### Available records
....

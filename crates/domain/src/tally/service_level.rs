use serde::{Deserialize, Serialize};

use crate::error::{DomainError, Result};

/// Subscription service level of a snapshot
///
/// `Any` is a query sentinel meaning "do not filter on service level".
#[derive(Debug, Clone, Copy, PartialEq, Eq, Hash, Serialize, Deserialize)]
pub enum ServiceLevel {
    #[serde(rename = "Premium")]
    Premium,
    #[serde(rename = "Standard")]
    Standard,
    #[serde(rename = "Self-Support")]
    SelfSupport,
    #[serde(rename = "")]
    Unspecified,
    #[serde(rename = "_ANY")]
    Any,
}

impl ServiceLevel {
    pub fn as_str(&self) -> &'static str {
        match self {
            Self::Premium => "Premium",
            Self::Standard => "Standard",
            Self::SelfSupport => "Self-Support",
            Self::Unspecified => "",
            Self::Any => "_ANY",
        }
    }

    /// Case-insensitive lookup; anything unrecognized is `Unspecified`
    pub fn from_lenient(value: &str) -> Self {
        [
            Self::Premium,
            Self::Standard,
            Self::SelfSupport,
            Self::Any,
        ]
        .into_iter()
        .find(|level| level.as_str().eq_ignore_ascii_case(value.trim()))
        .unwrap_or(Self::Unspecified)
    }

    /// Interpret the `sla` query parameter.
    ///
    /// Absent means any service level, an empty string means unspecified, and
    /// an unknown non-empty value is rejected.
    pub fn from_query_param(value: Option<&str>) -> Result<Self> {
        match value {
            None => Ok(Self::Any),
            Some(raw) => {
                let level = Self::from_lenient(raw);
                if !raw.is_empty() && level == Self::Unspecified {
                    return Err(DomainError::InvalidServiceLevel(raw.to_string()));
                }
                Ok(level)
            }
        }
    }
}

impl Default for ServiceLevel {
    fn default() -> Self {
        Self::Unspecified
    }
}

impl std::fmt::Display for ServiceLevel {
    fn fmt(&self, f: &mut std::fmt::Formatter<'_>) -> std::fmt::Result {
        write!(f, "{}", self.as_str())
    }
}

/// Intended usage of the tallied systems
#[derive(Debug, Clone, Copy, PartialEq, Eq, Hash, Serialize, Deserialize)]
pub enum Usage {
    #[serde(rename = "Production")]
    Production,
    #[serde(rename = "Development/Test")]
    DevelopmentTest,
    #[serde(rename = "Disaster Recovery")]
    DisasterRecovery,
    #[serde(rename = "")]
    Unspecified,
    #[serde(rename = "_ANY")]
    Any,
}

impl Usage {
    pub fn as_str(&self) -> &'static str {
        match self {
            Self::Production => "Production",
            Self::DevelopmentTest => "Development/Test",
            Self::DisasterRecovery => "Disaster Recovery",
            Self::Unspecified => "",
            Self::Any => "_ANY",
        }
    }

    pub fn from_lenient(value: &str) -> Self {
        [
            Self::Production,
            Self::DevelopmentTest,
            Self::DisasterRecovery,
            Self::Any,
        ]
        .into_iter()
        .find(|usage| usage.as_str().eq_ignore_ascii_case(value.trim()))
        .unwrap_or(Self::Unspecified)
    }

    /// Same contract as [`ServiceLevel::from_query_param`], for the `usage` parameter
    pub fn from_query_param(value: Option<&str>) -> Result<Self> {
        match value {
            None => Ok(Self::Any),
            Some(raw) => {
                let usage = Self::from_lenient(raw);
                if !raw.is_empty() && usage == Self::Unspecified {
                    return Err(DomainError::InvalidUsage(raw.to_string()));
                }
                Ok(usage)
            }
        }
    }
}

impl Default for Usage {
    fn default() -> Self {
        Self::Unspecified
    }
}

impl std::fmt::Display for Usage {
    fn fmt(&self, f: &mut std::fmt::Formatter<'_>) -> std::fmt::Result {
        write!(f, "{}", self.as_str())
    }
}
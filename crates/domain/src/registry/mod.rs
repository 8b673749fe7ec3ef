mod mapping;
mod metadata;
mod metric;
mod profile;

pub use mapping::{MappingValueType, TagMapping};
pub use metadata::TagMetaData;
pub use metric::{TagMetric, Uom};
pub use profile::{TagProfile, TagProfileBuilder};
use anyhow::Result;
use clap::Parser;
use domain::tally::TallySnapshotRepository;
use infrastructure::{InMemoryTallySnapshotRepository, PostgresTallySnapshotRepository, Settings};
use sqlx::postgres::PgPoolOptions;
use std::sync::Arc;
use tracing::{info, warn};
use tracing_subscriber::{EnvFilter, layer::SubscriberExt, util::SubscriberInitExt};

use tally_api::api;

#[derive(Parser, Debug)]
#[command(author, version, about, long_about = None)]
struct Args {
    /// Directory holding default.yaml, the tag profile and the RHEL product list
    #[arg(long, default_value = "config")]
    config_dir: String,

    /// API Port (overrides api.port)
    #[arg(long)]
    port: Option<u16>,
}

#[tokio::main]
async fn main() -> Result<()> {
    dotenv::dotenv().ok();

    // Initialize tracing
    tracing_subscriber::registry()
        .with(
            EnvFilter::try_from_default_env().unwrap_or_else(|_| {
                EnvFilter::new("info,tally_api=debug,application=debug,domain=debug")
            }),
        )
        .with(tracing_subscriber::fmt::layer())
        .init();

    let args = Args::parse();
    info!("📊 Tally API Starting...");

    let settings = Settings::load(&args.config_dir)?;
    info!(config_dir = %args.config_dir, "Configuration loaded");

    let repository: Arc<dyn TallySnapshotRepository> = match &settings.database.url {
        Some(url) => {
            info!("Connecting to database...");
            let pool = PgPoolOptions::new()
                .max_connections(settings.database.max_connections)
                .connect(url)
                .await?;

            info!("Running database migrations...");
            sqlx::migrate!("../../migrations").run(&pool).await?;
            info!("✅ Migrations applied successfully");
            Arc::new(PostgresTallySnapshotRepository::new(pool))
        }
        None => {
            warn!("No database configured, snapshots are kept in memory");
            Arc::new(InMemoryTallySnapshotRepository::new())
        }
    };

    let state = tally_api::setup_app_state(&settings, repository)?;
    let app = api::create_router(state);

    let port = args.port.unwrap_or(settings.api.port);
    let addr = format!("{}:{}", settings.api.host, port);
    info!("🚀 API Listening on http://{}", addr);
    let listener = tokio::net::TcpListener::bind(&addr).await?;
    axum::serve(listener, app).await?;

    Ok(())
}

....

### Work instructions
Each line holding the word "database" must be pulled from the records.

### Response
    let repository: Arc<dyn TallySnapshotRepository> = match &settings.database.url {
            info!("Connecting to database...");
                .max_connections(settings.database.max_connections)
            info!("Running database migrations...");
            warn!("No database configured, snapshots are kept in memory");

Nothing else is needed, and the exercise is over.